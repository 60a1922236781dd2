//! Icon tap to application launch.
//!
//! # Responsibility
//! - Resolve a tapped icon to its companion application id.
//! - Issue one fire-and-forget launch request and log the asynchronous result.
//!
//! # Invariants
//! - The host request object never outlives `dispatch`; it is released on
//!   every exit path.
//! - No retry: a failed launch needs another tap.

use crate::model::badge::IconId;
use crate::platform::{LaunchOutcome, LaunchRequest, LaunchService, PlatformError};
use crate::view::IconTapListener;
use log::{error, info, log, warn, Level};
use std::error::Error;
use std::fmt::{Display, Formatter};

/// Dialer / call history application.
pub const APP_ID_CALL: &str = "com.samsung.call";
/// Messaging application.
pub const APP_ID_MESSAGES: &str = "com.samsung.message";

/// Companion application opened by tapping `icon`.
pub fn app_id_for(icon: IconId) -> &'static str {
    match icon {
        IconId::MissedCalls => APP_ID_CALL,
        IconId::UnreadMessages => APP_ID_MESSAGES,
    }
}

/// Launch dispatch failure. Already logged when returned.
#[derive(Debug, Clone, PartialEq, Eq)]
pub enum LaunchError {
    UnknownIcon(i32),
    RequestCreation(PlatformError),
    TargetRejected {
        app_id: &'static str,
        source: PlatformError,
    },
    SendFailed {
        app_id: &'static str,
        source: PlatformError,
    },
}

impl Display for LaunchError {
    fn fmt(&self, f: &mut Formatter<'_>) -> std::fmt::Result {
        match self {
            Self::UnknownIcon(raw) => write!(f, "unknown id of the tapped icon: {raw}"),
            Self::RequestCreation(err) => write!(f, "launch request creation failed: {err}"),
            Self::TargetRejected { app_id, source } => {
                write!(f, "launch target `{app_id}` rejected: {source}")
            }
            Self::SendFailed { app_id, source } => {
                write!(f, "launch request for `{app_id}` not sent: {source}")
            }
        }
    }
}

impl Error for LaunchError {
    fn source(&self) -> Option<&(dyn Error + 'static)> {
        match self {
            Self::UnknownIcon(_) => None,
            Self::RequestCreation(err) => Some(err),
            Self::TargetRejected { source, .. } | Self::SendFailed { source, .. } => Some(source),
        }
    }
}

/// Turns icon taps into launch requests on `L`.
pub struct LaunchDispatcher<L: LaunchService> {
    launcher: L,
}

impl<L: LaunchService> LaunchDispatcher<L> {
    pub fn new(launcher: L) -> Self {
        Self { launcher }
    }

    /// Sends a launch request for the application behind `icon`.
    ///
    /// Returns once the request is submitted; the outcome is logged by
    /// [`on_launch_result`] when the host reports it.
    pub fn dispatch(&mut self, icon: IconId) -> Result<(), LaunchError> {
        let app_id = app_id_for(icon);

        let mut request = self.launcher.create_request().map_err(|err| {
            error!(
                "event=app_launch module=launch status=error stage=create_request icon={} error={}",
                icon, err
            );
            LaunchError::RequestCreation(err)
        })?;

        request.set_app_id(app_id).map_err(|err| {
            error!(
                "event=app_launch module=launch status=error stage=set_app_id app_id={} error={}",
                app_id, err
            );
            LaunchError::TargetRejected {
                app_id,
                source: err,
            }
        })?;

        self.launcher
            .send_launch_request(
                &request,
                Box::new(move |outcome| on_launch_result(app_id, outcome)),
            )
            .map_err(|err| {
                error!(
                    "event=app_launch module=launch status=error stage=send app_id={} error={}",
                    app_id, err
                );
                LaunchError::SendFailed {
                    app_id,
                    source: err,
                }
            })?;

        info!(
            "event=app_launch module=launch status=sent icon={} app_id={}",
            icon, app_id
        );
        Ok(())
    }

    /// Dispatches a raw host icon index; unknown indexes are rejected without
    /// touching the launcher.
    pub fn dispatch_raw(&mut self, raw: i32) -> Result<(), LaunchError> {
        match IconId::from_raw(raw) {
            Some(icon) => self.dispatch(icon),
            None => {
                warn!(
                    "event=app_launch module=launch status=skip reason=unknown_icon raw={}",
                    raw
                );
                Err(LaunchError::UnknownIcon(raw))
            }
        }
    }
}

impl<L: LaunchService> IconTapListener for LaunchDispatcher<L> {
    fn on_icon_tapped(&mut self, icon: IconId) {
        // Failures are logged inside dispatch; there is no caller to report to.
        let _ = self.dispatch(icon);
    }
}

/// Log level used for a launch outcome.
pub fn outcome_level(outcome: LaunchOutcome) -> Level {
    match outcome {
        LaunchOutcome::Succeeded => Level::Info,
        LaunchOutcome::Canceled | LaunchOutcome::Failed => Level::Warn,
        LaunchOutcome::Unknown => Level::Error,
    }
}

/// Records the asynchronous result of a launch request.
pub fn on_launch_result(app_id: &str, outcome: LaunchOutcome) {
    let status = match outcome {
        LaunchOutcome::Succeeded => "succeeded",
        LaunchOutcome::Canceled => "canceled",
        LaunchOutcome::Failed => "failed",
        LaunchOutcome::Unknown => "unknown",
    };
    log!(
        outcome_level(outcome),
        "event=app_launch_result module=launch status={} app_id={}",
        status,
        app_id
    );
}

(YOUR OBJECTIVE): Reproduce the data in full, exactly as presented.

(EXERCISE RESPONSE):
repository 60a1922236781dd2
//! Icon tap to application launch.
//!
//! # Responsibility
//! - Resolve a tapped icon to its companion application id.
//! - Issue one fire-and-forget launch request and log the asynchronous result.
//!
//! # Invariants
//! - The host request object never outlives `dispatch`; it is released on
//!   every exit path.
//! - No retry: a failed launch needs another tap.

use crate::model::badge::IconId;
use crate::platform::{LaunchOutcome, LaunchRequest, LaunchService, PlatformError};
use crate::view::IconTapListener;
use log::{error, info, log, warn, Level};
use std::error::Error;
use std::fmt::{Display, Formatter};

/// Dialer / call history application.
pub const APP_ID_CALL: &str = "com.samsung.call";
/// Messaging application.
pub const APP_ID_MESSAGES: &str = "com.samsung.message";

/// Companion application opened by tapping `icon`.
pub fn app_id_for(icon: IconId) -> &'static str {
    match icon {
        IconId::MissedCalls => APP_ID_CALL,
        IconId::UnreadMessages => APP_ID_MESSAGES,
    }
}

/// Launch dispatch failure. Already logged when returned.
#[derive(Debug, Clone, PartialEq, Eq)]
pub enum LaunchError {
    UnknownIcon(i32),
    RequestCreation(PlatformError),
    TargetRejected {
        app_id: &'static str,
        source: PlatformError,
    },
    SendFailed {
        app_id: &'static str,
        source: PlatformError,
    },
}

impl Display for LaunchError {
    fn fmt(&self, f: &mut Formatter<'_>) -> std::fmt::Result {
        match self {
            Self::UnknownIcon(raw) => write!(f, "unknown id of the tapped icon: {raw}"),
            Self::RequestCreation(err) => write!(f, "launch request creation failed: {err}"),
            Self::TargetRejected { app_id, source } => {
                write!(f, "launch target `{app_id}` rejected: {source}")
            }
            Self::SendFailed { app_id, source } => {
                write!(f, "launch request for `{app_id}` not sent: {source}")
            }
        }
    }
}

impl Error for LaunchError {
    fn source(&self) -> Option<&(dyn Error + 'static)> {
        match self {
            Self::UnknownIcon(_) => None,
            Self::RequestCreation(err) => Some(err),
            Self::TargetRejected { source, .. } | Self::SendFailed { source, .. } => Some(source),
        }
    }
}

/// Turns icon taps into launch requests on `L`.
pub struct LaunchDispatcher<L: LaunchService> {
    launcher: L,
}

impl<L: LaunchService> LaunchDispatcher<L> {
    pub fn new(launcher: L) -> Self {
        Self { launcher }
    }

    /// Sends a launch request for the application behind `icon`.
    ///
    /// Returns once the request is submitted; the outcome is logged by
    /// [`on_launch_result`] when the host reports it.
    pub fn dispatch(&mut self, icon: IconId) -> Result<(), LaunchError> {
        let app_id = app_id_for(icon);

        let mut request = self.launcher.create_request().map_err(|err| {
            error!(
                "event=app_launch module=launch status=error stage=create_request icon={} error={}",
                icon, err
            );
            LaunchError::RequestCreation(err)
        })?;

        request.set_app_id(app_id).map_err(|err| {
            error!(
                "event=app_launch module=launch status=error stage=set_app_id app_id={} error={}",
                app_id, err
            );
            LaunchError::TargetRejected {
                app_id,
                source: err,
            }
        })?;

        self.launcher
            .send_launch_request(
                &request,
                Box::new(move |outcome| on_launch_result(app_id, outcome)),
            )
            .map_err(|err| {
                error!(
                    "event=app_launch module=launch status=error stage=send app_id={} error={}",
                    app_id, err
                );
                LaunchError::SendFailed {
                    app_id,
                    source: err,
                }
            })?;

        info!(
            "event=app_launch module=launch status=sent icon={} app_id={}",
            icon, app_id
        );
        Ok(())
    }

    /// Dispatches a raw host icon index; unknown indexes are rejected without
    /// touching the launcher.
    pub fn dispatch_raw(&mut self, raw: i32) -> Result<(), LaunchError> {
        match IconId::from_raw(raw) {
            Some(icon) => self.dispatch(icon),
            None => {
                warn!(
                    "event=app_launch module=launch status=skip reason=unknown_icon raw={}",
                    raw
                );
                Err(LaunchError::UnknownIcon(raw))
            }
        }
    }
}

impl<L: LaunchService> IconTapListener for LaunchDispatcher<L> {
    fn on_icon_tapped(&mut self, icon: IconId) {
        // Failures are logged inside dispatch; there is no caller to report to.
        let _ = self.dispatch(icon);
    }
}

/// Log level used for a launch outcome.
pub fn outcome_level(outcome: LaunchOutcome) -> Level {
    match outcome {
        LaunchOutcome::Succeeded => Level::Info,
        LaunchOutcome::Canceled | LaunchOutcome::Failed => Level::Warn,
        LaunchOutcome::Unknown => Level::Error,
    }
}

/// Records the asynchronous result of a launch request.
pub fn on_launch_result(app_id: &str, outcome: LaunchOutcome) {
    let status = match outcome {
        LaunchOutcome::Succeeded => "succeeded",
        LaunchOutcome::Canceled => "canceled",
        LaunchOutcome::Failed => "failed",
        LaunchOutcome::Unknown => "unknown",
    };
    log!(
        outcome_level(outcome),
        "event=app_launch_result module=launch status={} app_id={}",
        status,
        app_id
    );
}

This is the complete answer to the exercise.